---- Material to process
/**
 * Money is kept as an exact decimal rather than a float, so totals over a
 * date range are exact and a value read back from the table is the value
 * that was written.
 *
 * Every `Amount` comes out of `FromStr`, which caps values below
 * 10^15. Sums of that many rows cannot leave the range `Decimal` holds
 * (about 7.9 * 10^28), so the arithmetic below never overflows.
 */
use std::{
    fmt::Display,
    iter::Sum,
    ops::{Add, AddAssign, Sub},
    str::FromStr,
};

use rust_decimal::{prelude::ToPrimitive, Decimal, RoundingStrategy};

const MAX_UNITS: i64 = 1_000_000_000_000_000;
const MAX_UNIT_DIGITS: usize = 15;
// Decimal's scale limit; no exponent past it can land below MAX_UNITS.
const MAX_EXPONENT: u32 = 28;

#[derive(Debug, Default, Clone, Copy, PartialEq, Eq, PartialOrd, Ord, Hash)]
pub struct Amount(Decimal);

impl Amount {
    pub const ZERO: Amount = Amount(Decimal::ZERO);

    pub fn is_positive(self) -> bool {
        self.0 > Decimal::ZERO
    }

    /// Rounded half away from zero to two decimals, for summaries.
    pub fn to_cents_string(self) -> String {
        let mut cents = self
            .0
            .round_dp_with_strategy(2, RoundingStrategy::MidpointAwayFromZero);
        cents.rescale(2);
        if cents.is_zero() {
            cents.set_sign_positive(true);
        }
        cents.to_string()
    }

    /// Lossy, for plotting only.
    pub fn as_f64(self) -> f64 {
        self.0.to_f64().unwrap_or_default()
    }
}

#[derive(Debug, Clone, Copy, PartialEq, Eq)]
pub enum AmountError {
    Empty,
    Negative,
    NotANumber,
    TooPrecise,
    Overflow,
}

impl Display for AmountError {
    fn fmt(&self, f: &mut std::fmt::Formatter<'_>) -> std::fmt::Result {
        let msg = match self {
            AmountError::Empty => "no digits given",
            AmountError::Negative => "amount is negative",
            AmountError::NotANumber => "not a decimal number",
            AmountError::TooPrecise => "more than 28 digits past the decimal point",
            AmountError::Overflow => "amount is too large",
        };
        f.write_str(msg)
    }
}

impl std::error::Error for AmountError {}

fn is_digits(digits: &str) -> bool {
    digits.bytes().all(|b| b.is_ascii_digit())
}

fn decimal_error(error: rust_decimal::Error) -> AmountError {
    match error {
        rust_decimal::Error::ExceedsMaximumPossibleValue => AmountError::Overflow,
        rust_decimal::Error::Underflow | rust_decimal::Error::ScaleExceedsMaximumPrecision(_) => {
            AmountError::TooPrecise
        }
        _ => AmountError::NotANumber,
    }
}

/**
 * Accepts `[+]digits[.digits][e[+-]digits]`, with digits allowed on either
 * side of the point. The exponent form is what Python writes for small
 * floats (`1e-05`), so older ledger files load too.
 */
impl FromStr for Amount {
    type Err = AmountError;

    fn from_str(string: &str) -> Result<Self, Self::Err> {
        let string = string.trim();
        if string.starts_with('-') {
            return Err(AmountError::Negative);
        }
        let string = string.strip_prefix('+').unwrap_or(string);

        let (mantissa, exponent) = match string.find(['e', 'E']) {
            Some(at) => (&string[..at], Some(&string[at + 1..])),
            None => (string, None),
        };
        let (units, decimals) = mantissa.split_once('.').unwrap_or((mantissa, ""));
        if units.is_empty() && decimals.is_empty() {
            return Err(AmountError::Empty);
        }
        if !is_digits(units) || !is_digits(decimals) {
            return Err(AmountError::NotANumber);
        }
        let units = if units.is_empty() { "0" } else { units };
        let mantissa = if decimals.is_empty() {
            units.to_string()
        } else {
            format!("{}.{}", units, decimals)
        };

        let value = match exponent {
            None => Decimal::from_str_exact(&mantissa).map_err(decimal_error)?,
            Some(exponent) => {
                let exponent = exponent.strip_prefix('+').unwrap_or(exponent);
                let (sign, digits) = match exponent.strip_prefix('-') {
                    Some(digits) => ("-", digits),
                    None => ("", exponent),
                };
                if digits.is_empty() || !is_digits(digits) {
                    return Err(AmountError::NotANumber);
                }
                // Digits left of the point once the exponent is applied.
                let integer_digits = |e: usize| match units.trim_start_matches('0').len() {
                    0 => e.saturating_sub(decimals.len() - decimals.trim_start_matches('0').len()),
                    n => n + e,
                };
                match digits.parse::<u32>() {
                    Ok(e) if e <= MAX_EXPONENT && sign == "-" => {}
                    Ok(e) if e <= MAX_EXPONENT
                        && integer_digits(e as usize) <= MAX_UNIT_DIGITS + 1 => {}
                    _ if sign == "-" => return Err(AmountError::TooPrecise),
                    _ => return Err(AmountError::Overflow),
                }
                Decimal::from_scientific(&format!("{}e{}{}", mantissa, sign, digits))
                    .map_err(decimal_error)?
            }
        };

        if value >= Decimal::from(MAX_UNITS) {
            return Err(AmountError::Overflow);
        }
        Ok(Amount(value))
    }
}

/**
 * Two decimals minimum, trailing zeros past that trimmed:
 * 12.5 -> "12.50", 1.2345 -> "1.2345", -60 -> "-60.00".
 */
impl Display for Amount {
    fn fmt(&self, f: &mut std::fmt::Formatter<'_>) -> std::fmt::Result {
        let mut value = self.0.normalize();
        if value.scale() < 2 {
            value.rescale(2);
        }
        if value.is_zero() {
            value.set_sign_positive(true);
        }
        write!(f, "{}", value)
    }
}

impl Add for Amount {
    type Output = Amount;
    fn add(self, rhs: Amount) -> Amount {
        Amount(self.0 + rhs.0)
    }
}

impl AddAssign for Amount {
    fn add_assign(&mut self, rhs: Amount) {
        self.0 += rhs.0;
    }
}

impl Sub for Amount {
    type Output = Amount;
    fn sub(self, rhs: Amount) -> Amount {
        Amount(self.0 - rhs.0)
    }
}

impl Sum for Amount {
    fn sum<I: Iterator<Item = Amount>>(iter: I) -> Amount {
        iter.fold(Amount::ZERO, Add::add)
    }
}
--------
---- Material to process
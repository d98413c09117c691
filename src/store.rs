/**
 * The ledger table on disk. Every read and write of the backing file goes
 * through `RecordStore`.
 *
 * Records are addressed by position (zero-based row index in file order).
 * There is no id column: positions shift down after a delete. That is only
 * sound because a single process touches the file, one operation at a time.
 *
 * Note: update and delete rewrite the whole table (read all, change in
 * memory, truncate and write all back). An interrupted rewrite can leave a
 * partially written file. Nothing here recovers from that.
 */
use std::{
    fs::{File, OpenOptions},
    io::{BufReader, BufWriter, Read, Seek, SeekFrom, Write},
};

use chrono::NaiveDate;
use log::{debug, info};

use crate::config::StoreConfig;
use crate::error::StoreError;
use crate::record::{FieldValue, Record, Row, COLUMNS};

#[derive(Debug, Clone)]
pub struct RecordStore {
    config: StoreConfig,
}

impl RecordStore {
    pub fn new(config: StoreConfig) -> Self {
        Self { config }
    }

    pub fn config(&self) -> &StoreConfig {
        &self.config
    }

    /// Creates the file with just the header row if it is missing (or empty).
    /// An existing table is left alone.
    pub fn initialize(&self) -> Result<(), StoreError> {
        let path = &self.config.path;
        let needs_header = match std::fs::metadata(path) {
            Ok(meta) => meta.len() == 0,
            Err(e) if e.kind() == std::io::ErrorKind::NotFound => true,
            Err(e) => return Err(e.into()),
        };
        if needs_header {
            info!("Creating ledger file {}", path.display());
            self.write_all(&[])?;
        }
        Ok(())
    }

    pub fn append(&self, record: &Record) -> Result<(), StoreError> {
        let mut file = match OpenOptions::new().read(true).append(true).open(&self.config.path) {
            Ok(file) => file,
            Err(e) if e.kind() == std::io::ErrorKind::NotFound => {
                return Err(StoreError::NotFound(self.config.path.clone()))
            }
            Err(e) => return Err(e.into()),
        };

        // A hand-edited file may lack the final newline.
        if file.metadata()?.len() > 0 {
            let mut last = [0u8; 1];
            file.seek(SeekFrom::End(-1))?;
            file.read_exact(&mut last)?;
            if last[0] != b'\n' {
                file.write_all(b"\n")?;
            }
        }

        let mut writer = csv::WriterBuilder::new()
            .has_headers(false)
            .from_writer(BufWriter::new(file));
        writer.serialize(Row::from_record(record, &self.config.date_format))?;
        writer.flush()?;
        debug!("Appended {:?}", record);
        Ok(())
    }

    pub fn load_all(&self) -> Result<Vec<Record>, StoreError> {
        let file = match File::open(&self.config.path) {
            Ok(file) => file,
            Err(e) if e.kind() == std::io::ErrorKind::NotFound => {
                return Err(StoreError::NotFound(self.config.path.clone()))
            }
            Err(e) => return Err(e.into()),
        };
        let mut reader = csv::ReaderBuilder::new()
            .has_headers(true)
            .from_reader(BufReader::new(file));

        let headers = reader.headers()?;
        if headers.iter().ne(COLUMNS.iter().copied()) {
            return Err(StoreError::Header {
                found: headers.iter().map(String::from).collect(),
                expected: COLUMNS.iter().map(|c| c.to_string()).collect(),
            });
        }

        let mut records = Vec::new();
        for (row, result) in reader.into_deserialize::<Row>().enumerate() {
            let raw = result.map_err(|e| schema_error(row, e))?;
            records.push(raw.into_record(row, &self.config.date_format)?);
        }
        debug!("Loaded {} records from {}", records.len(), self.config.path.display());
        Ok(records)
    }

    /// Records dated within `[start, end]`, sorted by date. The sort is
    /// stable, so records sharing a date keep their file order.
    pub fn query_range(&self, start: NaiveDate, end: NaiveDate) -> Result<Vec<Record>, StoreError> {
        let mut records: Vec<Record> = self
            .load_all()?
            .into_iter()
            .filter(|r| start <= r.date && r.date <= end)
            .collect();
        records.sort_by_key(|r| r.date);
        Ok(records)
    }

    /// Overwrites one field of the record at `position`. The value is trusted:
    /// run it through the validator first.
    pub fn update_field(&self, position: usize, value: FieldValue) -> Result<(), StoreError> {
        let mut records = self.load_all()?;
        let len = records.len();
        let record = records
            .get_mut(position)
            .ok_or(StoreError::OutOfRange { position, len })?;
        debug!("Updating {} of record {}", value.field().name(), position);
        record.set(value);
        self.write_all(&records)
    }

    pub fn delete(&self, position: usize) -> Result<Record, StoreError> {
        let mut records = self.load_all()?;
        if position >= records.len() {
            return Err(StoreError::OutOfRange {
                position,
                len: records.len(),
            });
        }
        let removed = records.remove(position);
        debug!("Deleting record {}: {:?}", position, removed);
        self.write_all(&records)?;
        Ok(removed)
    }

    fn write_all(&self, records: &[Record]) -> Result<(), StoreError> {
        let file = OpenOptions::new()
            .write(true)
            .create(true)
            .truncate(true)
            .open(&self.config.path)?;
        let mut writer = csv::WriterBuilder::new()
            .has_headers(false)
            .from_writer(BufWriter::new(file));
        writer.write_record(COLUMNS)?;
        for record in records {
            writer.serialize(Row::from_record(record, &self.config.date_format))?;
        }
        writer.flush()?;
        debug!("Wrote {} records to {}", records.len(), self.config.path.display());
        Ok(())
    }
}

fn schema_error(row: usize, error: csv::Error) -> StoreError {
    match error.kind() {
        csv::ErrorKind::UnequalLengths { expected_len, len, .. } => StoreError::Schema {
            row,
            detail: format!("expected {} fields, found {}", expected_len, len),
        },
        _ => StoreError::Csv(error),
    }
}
--------
---- Material to process
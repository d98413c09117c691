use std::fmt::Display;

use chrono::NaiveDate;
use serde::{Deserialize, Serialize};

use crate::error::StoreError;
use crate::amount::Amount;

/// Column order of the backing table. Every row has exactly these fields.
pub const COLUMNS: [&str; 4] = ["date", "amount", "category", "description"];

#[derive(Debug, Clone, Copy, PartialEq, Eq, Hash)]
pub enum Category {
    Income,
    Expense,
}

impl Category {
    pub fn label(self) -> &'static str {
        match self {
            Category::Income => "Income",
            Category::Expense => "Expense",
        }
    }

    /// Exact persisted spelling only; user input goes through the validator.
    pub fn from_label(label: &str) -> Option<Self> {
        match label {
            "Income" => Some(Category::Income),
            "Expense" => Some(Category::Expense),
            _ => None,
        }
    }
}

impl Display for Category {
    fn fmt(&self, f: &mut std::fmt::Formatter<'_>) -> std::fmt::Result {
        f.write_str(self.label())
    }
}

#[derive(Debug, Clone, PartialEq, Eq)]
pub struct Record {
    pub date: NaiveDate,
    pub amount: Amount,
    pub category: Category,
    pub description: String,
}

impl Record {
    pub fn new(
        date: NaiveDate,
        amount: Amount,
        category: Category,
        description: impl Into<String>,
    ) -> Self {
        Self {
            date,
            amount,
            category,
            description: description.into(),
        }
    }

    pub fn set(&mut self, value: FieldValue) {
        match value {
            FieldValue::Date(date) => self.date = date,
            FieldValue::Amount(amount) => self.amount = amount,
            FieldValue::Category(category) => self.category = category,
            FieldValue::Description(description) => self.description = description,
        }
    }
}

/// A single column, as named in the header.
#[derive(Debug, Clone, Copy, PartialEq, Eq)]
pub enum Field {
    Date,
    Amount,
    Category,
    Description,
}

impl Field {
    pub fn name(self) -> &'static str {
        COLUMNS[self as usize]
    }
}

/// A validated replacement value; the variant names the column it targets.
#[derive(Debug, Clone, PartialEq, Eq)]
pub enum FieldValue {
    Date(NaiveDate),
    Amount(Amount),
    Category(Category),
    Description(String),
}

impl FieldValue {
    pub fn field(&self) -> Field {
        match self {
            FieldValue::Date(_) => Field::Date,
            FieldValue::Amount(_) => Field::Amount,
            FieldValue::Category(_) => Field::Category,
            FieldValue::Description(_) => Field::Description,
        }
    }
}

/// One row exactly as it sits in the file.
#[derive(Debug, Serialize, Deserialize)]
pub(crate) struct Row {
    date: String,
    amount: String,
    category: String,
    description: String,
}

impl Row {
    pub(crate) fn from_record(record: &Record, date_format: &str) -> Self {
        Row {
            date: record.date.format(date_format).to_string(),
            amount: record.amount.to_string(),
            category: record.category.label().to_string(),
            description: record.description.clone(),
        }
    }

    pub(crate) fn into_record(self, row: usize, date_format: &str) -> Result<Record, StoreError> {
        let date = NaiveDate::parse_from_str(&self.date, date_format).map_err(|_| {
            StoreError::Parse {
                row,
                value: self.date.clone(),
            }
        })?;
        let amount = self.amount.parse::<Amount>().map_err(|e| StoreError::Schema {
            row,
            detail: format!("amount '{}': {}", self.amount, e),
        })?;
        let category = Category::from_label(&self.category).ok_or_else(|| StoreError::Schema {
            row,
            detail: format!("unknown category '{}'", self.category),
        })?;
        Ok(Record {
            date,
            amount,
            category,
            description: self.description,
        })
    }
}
--------
Assignment -
Report every line of the records that contains the word "true".

Answer box -
            cents.set_sign_positive(true);
            value.set_sign_positive(true);
            Err(e) if e.kind() == std::io::ErrorKind::NotFound => true,
        let mut file = match OpenOptions::new().read(true).append(true).open(&self.config.path) {
            .has_headers(true)
            .write(true)
            .create(true)
            .truncate(true)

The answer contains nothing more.